• _DATA FOR ANALYSIS_:
((

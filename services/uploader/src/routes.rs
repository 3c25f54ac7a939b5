//! Upload relay routes

use std::any::Any;

use axum::{
    Json, Router,
    extract::{DefaultBodyLimit, State, rejection::JsonRejection},
    http::{Method, StatusCode, Uri},
    response::{IntoResponse, Response},
    routing::{get, post},
};
use chrono::Utc;
use serde_json::Value;
use tower_http::{catch_panic::CatchPanicLayer, trace::TraceLayer};
use tracing::{error, info, warn};

use crate::{
    auth::BearerToken,
    error::{ApiError, ApiResult},
    models::{HealthResponse, ServiceInfo, UploadRequest, UploadResponse},
    platform::VideoMedia,
    state::AppState,
};

/// Create the router for the upload relay
pub fn create_router(state: AppState) -> Router {
    let body_limit = state.config.body_limit_bytes;

    Router::new()
        .route("/", get(service_info).fallback(not_found))
        .route("/health", get(health_check).fallback(not_found))
        .route("/upload", post(upload_video).fallback(not_found))
        .fallback(not_found)
        .layer(DefaultBodyLimit::max(body_limit))
        .layer(CatchPanicLayer::custom(handle_panic))
        .layer(TraceLayer::new_for_http())
        .with_state(state)
}

/// Service description endpoint
pub async fn service_info() -> impl IntoResponse {
    Json(ServiceInfo::default())
}

/// Health check endpoint
pub async fn health_check(State(state): State<AppState>) -> impl IntoResponse {
    Json(HealthResponse {
        status: "ok",
        timestamp: Utc::now(),
        uptime: state.uptime_seconds(),
        environment: state.config.environment.to_string(),
        port: state.config.port,
    })
}

/// Relay a local video file to the platform
pub async fn upload_video(
    State(state): State<AppState>,
    BearerToken(access_token): BearerToken,
    payload: Result<Json<Value>, JsonRejection>,
) -> ApiResult<Json<UploadResponse>> {
    let Json(payload) = payload.map_err(|rejection| {
        warn!("Rejected upload body: {}", rejection.body_text());
        if rejection.status() == StatusCode::PAYLOAD_TOO_LARGE {
            ApiError::PayloadTooLarge(state.config.body_limit_bytes)
        } else {
            ApiError::InvalidBody(rejection.body_text())
        }
    })?;

    let upload = UploadRequest::from_json(payload)?;

    let media = VideoMedia::open(&upload.file_path).await.map_err(|e| {
        warn!(file_path = %upload.file_path, "Cannot open video file: {}", e);
        ApiError::FileNotFound(upload.file_path.clone())
    })?;

    info!(
        title = %upload.resource.snippet.title,
        file_path = %upload.file_path,
        bytes = media.len,
        privacy = ?upload.resource.status.privacy_status,
        "Starting upload"
    );

    let video = state
        .platform
        .insert_video(&access_token, &upload.resource, media)
        .await
        .map_err(|e| {
            error!(kind = e.kind(), file_path = %upload.file_path, "Upload failed: {}", e);
            ApiError::platform(e, state.config.environment.is_development())
        })?;

    info!(video_id = %video.id, file_path = %upload.file_path, "Upload finished");

    Ok(Json(UploadResponse::from(video)))
}

/// Fallback for unknown paths and unsupported methods
pub async fn not_found(method: Method, uri: Uri) -> ApiError {
    ApiError::RouteNotFound {
        method: method.to_string(),
        path: uri.path().to_string(),
    }
}

fn handle_panic(panic: Box<dyn Any + Send + 'static>) -> Response {
    let detail = if let Some(message) = panic.downcast_ref::<String>() {
        message.clone()
    } else if let Some(message) = panic.downcast_ref::<&str>() {
        message.to_string()
    } else {
        "unknown panic payload".to_string()
    };

    error!(panic = %detail, "Handler panicked");
    ApiError::InternalServerError.into_response()
}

))

• _GOAL OF THE EXERCISE_: Look above for the line with "media = VideoMedia::open(&upload.file_path).await.map_err(|e|" and the line with "message.clone()". Retype those two lines and every line between them exactly, adding nothing.

• _OUTPUT FOR THIS EXERCISE_:
    let media = VideoMedia::open(&upload.file_path).await.map_err(|e| {
        warn!(file_path = %upload.file_path, "Cannot open video file: {}", e);
        ApiError::FileNotFound(upload.file_path.clone())
    })?;

    info!(
        title = %upload.resource.snippet.title,
        file_path = %upload.file_path,
        bytes = media.len,
        privacy = ?upload.resource.status.privacy_status,
        "Starting upload"
    );

    let video = state
        .platform
        .insert_video(&access_token, &upload.resource, media)
        .await
        .map_err(|e| {
            error!(kind = e.kind(), file_path = %upload.file_path, "Upload failed: {}", e);
            ApiError::platform(e, state.config.environment.is_development())
        })?;

    info!(video_id = %video.id, file_path = %upload.file_path, "Upload finished");

    Ok(Json(UploadResponse::from(video)))
}

/// Fallback for unknown paths and unsupported methods
pub async fn not_found(method: Method, uri: Uri) -> ApiError {
    ApiError::RouteNotFound {
        method: method.to_string(),
        path: uri.path().to_string(),
    }
}

fn handle_panic(panic: Box<dyn Any + Send + 'static>) -> Response {
    let detail = if let Some(message) = panic.downcast_ref::<String>() {
        message.clone()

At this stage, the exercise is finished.